The most macho among them say the word "lovely" with some frequency.
He's an Irish macho man and he (proudly) doesn't own an umbrella. He is a ham-loving, Bono-bashing cynic whose unprintable language would have made Richard Pryor marvel. Pryor, however, would have been baffled by this man's numerous and genuine L-bombs: "I had a lovely bit of beef last week" -- "Well sure, he's a lovely lad." Maybe I'm gullible, or maybe I'm just American, but his tender-sounding L-bombs make me feel a tug of affection for him.

They try to cheer you up, in roundabout sorts of ways.
"It looks like I'm going to lose my hair," I said to my friend Gerry, one of the first times I had acknowledged this fact aloud since my oncologist had told me. I phoned Gerry certain that in an Irish male way, he wouldn't address the emotions around my hair falling out.

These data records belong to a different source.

use std::sync::{RwLock, RwLockWriteGuard};

use tracing::warn;

pub(crate) fn rw_write<'a, T>(
    lock: &'a RwLock<T>,
    target: &'static str,
    op: &'static str,
) -> RwLockWriteGuard<'a, T> {
    match lock.write() {
        Ok(guard) => guard,
        Err(poisoned) => {
            warn!(
                op,
                target_module = target,
                lock_kind = "rwlock.write",
                result = "poisoned_recovered",
                hint = "state may be stale after panic in another thread",
                "Recovered from poisoned cache lock"
            );
            poisoned.into_inner()
        }
    }
}
use axum::body::Body;
use axum::extract::{FromRequestParts, State};
use axum::http::{Request, request::Parts};
use axum::middleware::Next;
use axum::response::{IntoResponse, Response};

use super::error::ApiError;
use super::state::ApiState;

const AUTH_TOKEN_HEADER: &str = "x-auth-token";
const ADMIN_TOKEN_HEADER: &str = "x-admin-token";

/// The caller's opaque auth token, taken from `X-Auth-Token`.
pub struct AuthToken(pub String);

impl<S> FromRequestParts<S> for AuthToken
where
    S: Send + Sync,
{
    type Rejection = ApiError;

    async fn from_request_parts(parts: &mut Parts, _state: &S) -> Result<Self, Self::Rejection> {
        parts
            .headers
            .get(AUTH_TOKEN_HEADER)
            .and_then(|value| value.to_str().ok())
            .map(|token| AuthToken(token.to_string()))
            .ok_or_else(ApiError::missing_auth_token)
    }
}

/// Gate for the admin write surface: requests must present the configured
/// admin token. With no token configured the surface is disabled outright.
pub async fn admin_auth(
    State(state): State<ApiState>,
    request: Request<Body>,
    next: Next,
) -> Response {
    let Some(expected) = state.admin_token.as_deref() else {
        return ApiError::admin_forbidden().into_response();
    };

    let presented = request
        .headers()
        .get(ADMIN_TOKEN_HEADER)
        .and_then(|value| value.to_str().ok());

    match presented {
        Some(token) if token == expected => next.run(request).await,
        _ => ApiError::admin_forbidden().into_response(),
    }
}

And this was exactly what I was looking for.

Instead he said, "Well, I'm losing my hair and mine's not coming back." There was a laugh in his voice that confused me; I knew he was sensitive about his previously-unmentioned receding hairline. "Yours, though, yours will come back."

Of course it will, I realized, instantly lifted. As obvious as it was, I had not thought of the growing back bit. Gerry had just cheered me up by pointing out a hard truth for him to illuminate a promising truth for me.

So to the Irish illuminators -- in each and every corner of the world -- may you have a happy St. Patrick's Day.